Uno stato dominato da ansia, agitazione cronica o conflitti irrisolti mantiene il sistema neurovegetativo in una condizione di allerta che rende difficile accedere a stati di coscienza più integrati. Essere “puri di cuore” significa essere presenti a ciò che si sente senza esserne travolti, mantenere un dialogo armonico tra emozione e consapevolezza, tra sistema limbico e corteccia prefrontale, avere equilibrio nella frequenza cardiaca, centralina somatica della condizione emotiva.
Le ricerche sulla meditazione confermano questa integrazione, gli studi condotti da Richard Davidson e Jon Kabat-Zinn mostrano che la pratica meditativa regolare modifica stabilmente l’attività cerebrale; si osserva una maggiore attivazione delle aree prefrontali legate al benessere e alla regolazione emotiva, una migliore sincronizzazione tra gli emisferi e un aumento delle onde gamma negli stati di concentrazione profonda. Le onde gamma sono associate a processi di integrazione complessa: il cervello, in questi momenti, funziona in modo più armonico e coerente.
Un altro ambito che interroga profondamente la scienza è quello delle esperienze di premorte, descritte inizialmente da Raymond Moody e successivamente studiate in modo sistematico. Alcune ricerche, tra cui quelle del medico Sam Parnia, hanno riportato testimonianze di esperienze strutturate di coscienza in condizioni di arresto cardiaco. Il dibattito resta aperto: la coscienza è un prodotto del cervello o il cervello è uno strumento attraverso cui la coscienza si manifesta? La scienza non ha ancora una risposta definitiva, ma il solo fatto che la domanda sia legittima mostra quanto il paradigma stia cambiando.
In parallelo, alcune interpretazioni della fisica contemporanea, come quelle proposte da Amit Goswami, suggeriscono che la coscienza possa essere un elemento fondamentale della realtà. È importante mantenere rigore e prudenza, evitando semplificazioni, ma queste prospettive aprono uno spazio di dialogo tra scienza ed esperienza interiore che fino a pochi decenni fa sarebbero state impensabili.
L’esperienza trascendente non è evasione né dissociazione; al contrario, emerge spesso quando la persona ha attraversato le proprie ferite emotive, ha regolato il proprio sistema neurovegetativo e ha sviluppato una presenza corporea più consapevole. In questi momenti può affiorare una qualità di coscienza descritta come silenzio profondo, senso di unità, connessione, significato.

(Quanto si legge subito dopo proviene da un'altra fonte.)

use std::fs;
use std::path::Path;

use tempfile::tempdir;

use support_cli::run_cfspeed;

fn write_result(dir: &Path, name: &str, city: &str, latency: f64) -> Result<String, String> {
    let doc = serde_json::json!({
        "server_city": city,
        "ip": "198.51.100.***",
        "latency_avg": latency,
        "jitter": 1.5,
        "download_90pct": 250.0,
        "upload_90pct": 40.0,
    });
    let path = dir.join(name);
    fs::write(&path, doc.to_string()).map_err(|err| format!("write {} failed: {}", name, err))?;
    Ok(path.to_string_lossy().into_owned())
}

fn stdout_of(output: &std::process::Output) -> String {
    String::from_utf8_lossy(&output.stdout).into_owned()
}

#[test]
fn e2e_summary_table_renders_and_persists_rows() -> Result<(), String> {
    let dir = tempdir().map_err(|err| format!("tempdir failed: {}", err))?;
    let first = write_result(dir.path(), "run-a.json", "Amsterdam", 10.0)?;
    let second = write_result(dir.path(), "run-b.json", "Frankfurt", 20.0)?;
    let third = write_result(dir.path(), "run-c.json", "Paris", 30.0)?;
    let broken = dir.path().join("broken.json");
    fs::write(&broken, "{ not json").map_err(|err| format!("write broken failed: {}", err))?;
    let out = dir.path().join("out").join("summary.json");

    let output = run_cfspeed([
        "--summary-table".to_owned(),
        first,
        second,
        third,
        broken.to_string_lossy().into_owned(),
        "--summary-out".to_owned(),
        out.to_string_lossy().into_owned(),
    ])?;
    let stdout = stdout_of(&output);
    if !output.status.success() {
        return Err(format!(
            "stdout: {}\nstderr: {}",
            stdout,
            String::from_utf8_lossy(&output.stderr)
        ));
    }

    for needle in ["File", "run-a", "run-b", "run-c", "AVERAGE", "20.00"] {
        if !stdout.contains(needle) {
            return Err(format!("Missing '{}' in table:\n{}", needle, stdout));
        }
    }
    if stdout.contains("broken") {
        return Err(format!("Malformed file should be skipped:\n{}", stdout));
    }

    let written = fs::read_to_string(&out).map_err(|err| format!("read summary failed: {}", err))?;
    let doc: serde_json::Value =
        serde_json::from_str(&written).map_err(|err| format!("parse summary failed: {}", err))?;
    let results = doc
        .get("results")
        .and_then(serde_json::Value::as_array)
        .ok_or_else(|| "summary document lacks a results array".to_owned())?;
    if results.len() != 3 {
        return Err(format!("Expected 3 rows, got {}", results.len()));
    }
    Ok(())
}

#[test]
fn e2e_summary_table_without_files_fails() -> Result<(), String> {
    let output = run_cfspeed(["--summary-table"])?;
    if output.status.code() != Some(1) {
        return Err(format!(
            "Expected exit code 1, got {:?}\nstderr: {}",
            output.status.code(),
            String::from_utf8_lossy(&output.stderr)
        ));
    }
    Ok(())
}

#[test]
fn e2e_summary_table_reports_empty_input() -> Result<(), String> {
    let dir = tempdir().map_err(|err| format!("tempdir failed: {}", err))?;
    let missing = dir.path().join("missing.json");
    let out = dir.path().join("summary.json");
    let output = run_cfspeed([
        "--summary-table".to_owned(),
        missing.to_string_lossy().into_owned(),
        "--summary-out".to_owned(),
        out.to_string_lossy().into_owned(),
    ])?;
    if !output.status.success() {
        return Err(format!(
            "stderr: {}",
            String::from_utf8_lossy(&output.stderr)
        ));
    }
    if !stdout_of(&output).contains("No results to display.") {
        return Err("Expected the empty-table message".to_owned());
    }
    let written = fs::read_to_string(&out).map_err(|err| format!("read summary failed: {}", err))?;
    if written.trim() != r#"{"results":[]}"# {
        return Err(format!("Unexpected empty summary: {}", written));
    }
    Ok(())
}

Come affermava Jiddu Krishnamurti, esiste un silenzio che non è semplice assenza di rumore, ma uno stato di straordinaria percezione.
Le neuroscienze non dimostrano l’esistenza di Dio nel senso teologico del termine, mostrano però che l’essere umano è strutturalmente capace di vivere esperienze di trascendenza e che queste esperienze hanno effetti concreti sul benessere psicofisico.
Possiamo scegliere di rimanere in una modalità di funzionamento ordinaria, dominata dalla distrazione e dalla reattività, oppure possiamo allenare una modalità più integrata, caratterizzata da presenza e consapevolezza.
Forse “vedere Dio”, in una prospettiva psicologica, significa questo: vedere con un cuore regolato, con una mente integrata, con un sistema nervoso armonizzato.
Non è un privilegio riservato ai mistici, ma una possibilità evolutiva inscritta nella nostra stessa fisiologia.